Je suis assez vieux pour avoir vu les jeunes générations des années 1960 ébranler le monde occidental. Pendant que les campus québécois carburaient au rêve d'un Québec indépendant, des foyers de contestation éclataient partout dans les universités américaines contre le racisme tenace qui empoisonnait le pays, et encore davantage contre l'intervention militaire au Vietnam.

Entre l'appel émouvant de Martin Luther King en 1963 devant plus de 250 000 manifestants à Washington et les protestations massives contre la guerre du Vietnam en fin de décennie - 400 000 personnes à New York en avril 1967 et 500 000 à Washington en novembre 1969 - la société américaine tout entière était en ébullition.

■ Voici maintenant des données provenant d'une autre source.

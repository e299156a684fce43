///////////////////////////////////////////////////////////////////////////////
//
//  Copyright 2018-2025 Robonomics Network <research@robonomics.network>
//
//  Licensed under the Apache License, Version 2.0 (the "License");
//  you may not use this file except in compliance with the License.
//  You may obtain a copy of the License at
//
//      http://www.apache.org/licenses/LICENSE-2.0
//
//  Unless required by applicable law or agreed to in writing, software
//  distributed under the License is distributed on an "AS IS" BASIS,
//  WITHOUT WARRANTIES OR CONDITIONS OF ANY KIND, either express or implied.
//  See the License for the specific language governing permissions and
//  limitations under the License.
//
///////////////////////////////////////////////////////////////////////////////
//! RSA-OAEP sealing of serialized envelopes.
//!
//! Envelopes are encrypted directly under the recipient's RSA public key with
//! OAEP/SHA-1 padding and carried on the wire as base64 text. Direct RSA
//! bounds the plaintext by the modulus size minus the padding overhead: for a
//! 2048-bit key that is 214 bytes. Oversized envelopes are rejected with
//! [`Error::MessageTooLarge`] before touching the cipher, so the failure is
//! deterministic rather than key-dependent.

use base64::engine::general_purpose::STANDARD as BASE64;
use base64::Engine;
use log::{debug, trace};
use rsa::traits::PublicKeyParts;
use rsa::Oaep;
use sha1::Sha1;

use super::keys::{PrivateKey, PublicKey};
use crate::error::{Error, Result};

/// OAEP padding overhead in bytes: two SHA-1 digests plus two.
const OAEP_OVERHEAD: usize = 2 * 20 + 2;

/// Usable plaintext capacity of `public_key` in bytes.
///
/// For a 2048-bit modulus with OAEP/SHA-1 padding this is 214.
pub fn max_plaintext_len(public_key: &PublicKey) -> usize {
    public_key.0.size() - OAEP_OVERHEAD
}

/// Encrypt `plaintext` under `public_key` and return base64 ciphertext.
///
/// # Errors
///
/// Returns [`Error::MessageTooLarge`] when the plaintext exceeds
/// [`max_plaintext_len`] for the key.
pub fn encrypt(plaintext: &[u8], public_key: &PublicKey) -> Result<String> {
    let limit = max_plaintext_len(public_key);
    if plaintext.len() > limit {
        return Err(Error::MessageTooLarge {
            size: plaintext.len(),
            limit,
        });
    }

    trace!("Encrypting {} bytes (capacity {})", plaintext.len(), limit);
    let mut rng = rand::thread_rng();
    let ciphertext = public_key
        .0
        .encrypt(&mut rng, Oaep::new::<Sha1>(), plaintext)
        .map_err(|e| Error::Key(format!("RSA encryption failed: {e}")))?;

    debug!(
        "Encrypted {} bytes plaintext -> {} bytes ciphertext",
        plaintext.len(),
        ciphertext.len()
    );
    Ok(BASE64.encode(ciphertext))
}

/// Decrypt base64 `ciphertext` with `private_key`.
///
/// # Errors
///
/// Returns [`Error::Decrypt`] if the input is not valid base64, the key does
/// not match, or the OAEP padding is invalid. This is the expected outcome
/// for a subscriber holding the wrong private key and must not crash the
/// subscription.
pub fn decrypt(ciphertext: &str, private_key: &PrivateKey) -> Result<Vec<u8>> {
    let raw = BASE64
        .decode(ciphertext)
        .map_err(|e| Error::Decrypt(format!("invalid base64 ciphertext: {e}")))?;

    let plaintext = private_key
        .0
        .decrypt(Oaep::new::<Sha1>(), &raw)
        .map_err(|e| Error::Decrypt(format!("RSA decryption failed: {e}")))?;

    trace!(
        "Decrypted {} bytes ciphertext -> {} bytes plaintext",
        raw.len(),
        plaintext.len()
    );
    Ok(plaintext)
}

#[cfg(test)]
mod tests {
    use super::super::keys::test_support::{keypair, other_keypair};
    use super::*;

    #[test]
    fn test_encrypt_decrypt_roundtrip() {
        let pair = keypair();
        let plaintext = b"secret message";

        let sealed = encrypt(plaintext, pair.public()).unwrap();
        let opened = decrypt(&sealed, pair.private()).unwrap();

        assert_eq!(opened, plaintext);
    }

    #[test]
    fn test_capacity_boundary() {
        let pair = keypair();
        let limit = max_plaintext_len(pair.public());
        assert_eq!(limit, 214);

        // Exactly at the limit succeeds.
        let at_limit = vec![0x42u8; limit];
        assert!(encrypt(&at_limit, pair.public()).is_ok());

        // One byte over fails deterministically.
        let over_limit = vec![0x42u8; limit + 1];
        match encrypt(&over_limit, pair.public()) {
            Err(Error::MessageTooLarge { size, limit }) => {
                assert_eq!(size, 215);
                assert_eq!(limit, 214);
            }
            other => panic!("expected MessageTooLarge, got {:?}", other),
        }
    }

    #[test]
    fn test_wrong_key_fails() {
        let sealed = encrypt(b"for the other party", keypair().public()).unwrap();

        let result = decrypt(&sealed, other_keypair().private());
        assert!(matches!(result, Err(Error::Decrypt(_))));
    }

    #[test]
    fn test_corrupted_ciphertext_fails() {
        let pair = keypair();
        let sealed = encrypt(b"fragile", pair.public()).unwrap();

        // Flip one byte of the raw ciphertext and re-encode.
        let mut raw = BASE64.decode(&sealed).unwrap();
        raw[10] ^= 0xff;
        let corrupted = BASE64.encode(raw);

        let result = decrypt(&corrupted, pair.private());
        assert!(matches!(result, Err(Error::Decrypt(_))));
    }

    #[test]
    fn test_invalid_base64_fails() {
        let result = decrypt("not base64!!!", keypair().private());
        assert!(matches!(result, Err(Error::Decrypt(_))));
    }
}
//! Holiday input handling
//!
//! Holidays come from free text typed by a user, from a holiday-discovery
//! service, or both. All of it is funnelled into a [`RawHolidayInput`] and
//! converted to a [`HolidaySet`] by [`parse_holidays`], which is the only
//! place text becomes dates.

use std::collections::btree_set;
use std::collections::BTreeSet;
use std::fs;
use std::path::{Path, PathBuf};

use chrono::{Datelike, Duration, NaiveDate};
use once_cell::sync::Lazy;
use regex::Regex;
use serde::{Deserialize, Serialize};
use tracing::debug;

use crate::error::Result;

static HOLIDAY_LINE: Lazy<Regex> =
    Lazy::new(|| Regex::new(r"^\d{4}-\d{2}-\d{2}$").expect("holiday line pattern is valid"));

/// Unvalidated holiday text, one date per line
#[derive(Debug, Clone, Default, PartialEq, Eq)]
pub struct RawHolidayInput(String);

impl RawHolidayInput {
    /// Wrap text without inspecting it
    pub fn new(text: impl Into<String>) -> Self {
        RawHolidayInput(text.into())
    }

    /// The text as given
    pub fn as_str(&self) -> &str {
        &self.0
    }

    /// Append another block of text on its own lines
    pub fn push_text(&mut self, text: &str) {
        // Keep the new block off the last existing line
        if !self.0.is_empty() && !self.0.ends_with('\n') {
            self.0.push('\n');
        }
        self.0.push_str(text);
    }
}

impl From<&str> for RawHolidayInput {
    fn from(text: &str) -> Self {
        RawHolidayInput::new(text)
    }
}

impl From<String> for RawHolidayInput {
    fn from(text: String) -> Self {
        RawHolidayInput(text)
    }
}

/// Non-business days beyond weekends
#[derive(Debug, Clone, Default, PartialEq, Eq)]
pub struct HolidaySet {
    dates: BTreeSet<NaiveDate>,
}

impl HolidaySet {
    /// An empty set: only weekends are non-business days
    pub fn new() -> Self {
        Self::default()
    }

    /// Whether `date` is one of the holidays
    pub fn contains(&self, date: &NaiveDate) -> bool {
        self.dates.contains(date)
    }

    /// Number of distinct holidays
    pub fn len(&self) -> usize {
        self.dates.len()
    }

    /// True when no holidays were given
    pub fn is_empty(&self) -> bool {
        self.dates.is_empty()
    }

    /// Dates in ascending order
    pub fn iter(&self) -> btree_set::Iter<'_, NaiveDate> {
        self.dates.iter()
    }

    /// Add every date of `other`; dates already present are kept once
    pub fn merge(&mut self, other: &HolidaySet) {
        self.dates.extend(other.dates.iter().copied());
    }
}

impl FromIterator<NaiveDate> for HolidaySet {
    fn from_iter<I: IntoIterator<Item = NaiveDate>>(iter: I) -> Self {
        HolidaySet { dates: iter.into_iter().collect() }
    }
}

impl<'a> IntoIterator for &'a HolidaySet {
    type Item = &'a NaiveDate;
    type IntoIter = btree_set::Iter<'a, NaiveDate>;

    fn into_iter(self) -> Self::IntoIter {
        self.dates.iter()
    }
}

/// Parse free-text holiday input into a set of dates
///
/// Each line is trimmed and kept only if it is exactly `YYYY-MM-DD` and names
/// a real calendar date. Anything else is skipped without error.
pub fn parse_holidays(input: &RawHolidayInput) -> HolidaySet {
    input
        .as_str()
        .lines()
        .map(str::trim)
        .filter(|line| !line.is_empty())
        .filter_map(|line| {
            // Strict shape first, then a real calendar date
            if !HOLIDAY_LINE.is_match(line) {
                debug!(line, "skipping holiday line: not YYYY-MM-DD");
                return None;
            }
            match NaiveDate::parse_from_str(line, "%Y-%m-%d") {
                Ok(date) => Some(date),
                Err(e) => {
                    debug!(line, error = %e, "skipping holiday line: not a calendar date");
                    None
                }
            }
        })
        .collect()
}

/// One entry as returned by a holiday-discovery service
#[derive(Debug, Clone, PartialEq, Eq, Serialize, Deserialize)]
pub struct NamedHoliday {
    /// Date as sent by the service, expected `YYYY-MM-DD`
    pub date: String,
    /// Holiday name, empty when the service sent none
    #[serde(default)]
    pub name: String,
}

impl NamedHoliday {
    /// Year from the leading digits of `date`, if there are any
    fn year(&self) -> Option<i32> {
        self.date.trim().split('-').next()?.parse().ok()
    }
}

#[derive(Deserialize)]
#[serde(untagged)]
enum DiscoveryResponse {
    Wrapped {
        #[serde(default)]
        holidays: Vec<NamedHoliday>,
    },
    Bare(Vec<NamedHoliday>),
}

/// Decode a discovery response
///
/// Accepts `{"holidays": [{"date": ..., "name": ...}]}` or a bare array of
/// the same entries. A missing `holidays` key yields an empty list.
pub fn decode_discovery_response(json: &str) -> Result<Vec<NamedHoliday>> {
    let response: DiscoveryResponse = serde_json::from_str(json)?;
    Ok(match response {
        DiscoveryResponse::Wrapped { holidays } => holidays,
        DiscoveryResponse::Bare(holidays) => holidays,
    })
}

/// Source of official holidays for a place and year
pub trait HolidayProvider {
    /// Holidays observed in `location` during `year`
    fn holidays(&self, location: &str, year: i32) -> Result<Vec<NamedHoliday>>;

    /// Holidays for several years, in the order of `years`
    fn holidays_for_years(&self, location: &str, years: &[i32]) -> Result<Vec<NamedHoliday>> {
        let mut all = Vec::new();
        for &year in years {
            all.extend(self.holidays(location, year)?);
        }
        Ok(all)
    }
}

/// Holidays stored as a discovery-service response on disk
#[derive(Debug, Clone)]
pub struct JsonHolidayFile {
    path: PathBuf,
}

impl JsonHolidayFile {
    /// Provider backed by the JSON file at `path`; nothing is read yet
    pub fn new(path: impl AsRef<Path>) -> Self {
        Self { path: path.as_ref().to_path_buf() }
    }

    /// Read and decode the whole file
    fn load(&self) -> Result<Vec<NamedHoliday>> {
        let text = fs::read_to_string(&self.path)?;
        decode_discovery_response(&text)
    }
}

impl HolidayProvider for JsonHolidayFile {
    fn holidays(&self, location: &str, year: i32) -> Result<Vec<NamedHoliday>> {
        self.holidays_for_years(location, &[year])
    }

    fn holidays_for_years(&self, location: &str, years: &[i32]) -> Result<Vec<NamedHoliday>> {
        // One read for all years; entries keep file order
        let holidays: Vec<NamedHoliday> = self
            .load()?
            .into_iter()
            .filter(|h| h.year().is_some_and(|y| years.contains(&y)))
            .collect();
        debug!(
            path = %self.path.display(),
            location,
            years = years.len(),
            count = holidays.len(),
            "loaded holidays from file"
        );
        Ok(holidays)
    }
}

/// Years whose holidays can affect a deadline for `trial_date`
///
/// Every year touched by `window_days` calendar days on either side of the
/// trial. The backward walk reaches back that far; with few business days
/// the grace-day walk can run past the trial by as much.
pub fn lookup_years(trial_date: NaiveDate, window_days: u32) -> Vec<i32> {
    let window = Duration::days(i64::from(window_days));
    let earliest = trial_date.checked_sub_signed(window).unwrap_or(NaiveDate::MIN);
    let latest = trial_date.checked_add_signed(window).unwrap_or(NaiveDate::MAX);
    (earliest.year()..=latest.year()).collect()
}

/// Ask a provider for every year in `years` and concatenate the results
pub fn collect_holidays<P: HolidayProvider + ?Sized>(
    provider: &P,
    location: &str,
    years: &[i32],
) -> Result<Vec<NamedHoliday>> {
    provider.holidays_for_years(location, years)
}

/// Join discovered holiday dates and manual text into one raw input
///
/// Discovered dates come first, one per line, followed by the manual text.
pub fn compose_holiday_input(discovered: &[NamedHoliday], manual: &str) -> RawHolidayInput {
    let mut raw = RawHolidayInput::new(
        discovered
            .iter()
            .map(|h| h.date.as_str())
            .collect::<Vec<_>>()
            .join("\n"),
    );
    raw.push_text(manual);
    raw
}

Des milliers de jeunes Américains brûlaient leur carte de conscription militaire, la télé retransmettait en direct à tous les jours les horreurs du bourbier vietnamien, des politiciens démocrates en vue (Eugene McCarthy, George McGovern, Robert Kennedy) montaient aux barricades, et une brutale répression policière s'intensifiait devant une presse aux aguets.

Dans la rue, sur les scènes et les ondes, des folk singers et des vedettes rock entonnaient les hymnes de résistance qui ont marqué leur époque - We shall overcome (Joan Baez), Masters of war (Bob Dylan), I ain't marchin' any more (Phil Ochs) et bien d'autres, sans oublier la prestation fracassante de Country Joe McDonald et l'hymne national guerrier de Jimi Hendrix devant des centaines de milliers de spectateurs au festival de musique de Woodstock (1969).

La mobilisation s'était étendue à toutes les strates de la société, entraînant dans ses vagues un président sortant (Lyndon Johnson) et l'ordre sociétal qui, jusque là, avait été la marque de commerce des États-Unis d'Amérique. En dépit du ressac accompagnant la victoire de Nixon en 1968, les mécanismes de contrepoids à son régime corrompu fonctionnaient à plein et Tricky Dick finit par tomber en 1974 au champ de déshonneur.

Les enjeux étaient certes existentiels à l'époque (droits civils, guerre au Vietnam, justice sociale), mais étant en mesure de comparer hier et aujourd'hui, les menaces que le président actuel fait peser sur les Américains et sur la planète entière me semblent bien plus graves: agressions territoriales imminentes contre des amis et alliés (Canada, Groenland, Panama), guerre économique mondiale sans provocation, rupture des alliances étrangères en force depuis le second conflit mondial, flirt avec les oligarques et dictateurs, déportation inhumaine de centaines de milliers d'immigrants, démantèlement de l'État et de toutes les protections réglementaires (éducation, environnement, programmes sociaux, aide humanitaire, etc.).

Alors que Trump accapare les pouvoirs des législateurs au Congrès, évoque un troisième mandat illégal et viole à tous les jours la Constitution qu'il a juré de protéger, la démocratie américaine titube au bord d'un précipice. Et pourtant, on n'assiste pas à un soulèvement général contre une oligarchie bien pire que les Johnson et Nixon des années 1960 et 1970. Les campus sont silencieux, les jeunes zombifiés (comme les 77 millions d'Américains qui ont voté pour Donald) par des années de désinformation sur leurs écrans de téléphones et tablettes, désormais greffés à leur âme.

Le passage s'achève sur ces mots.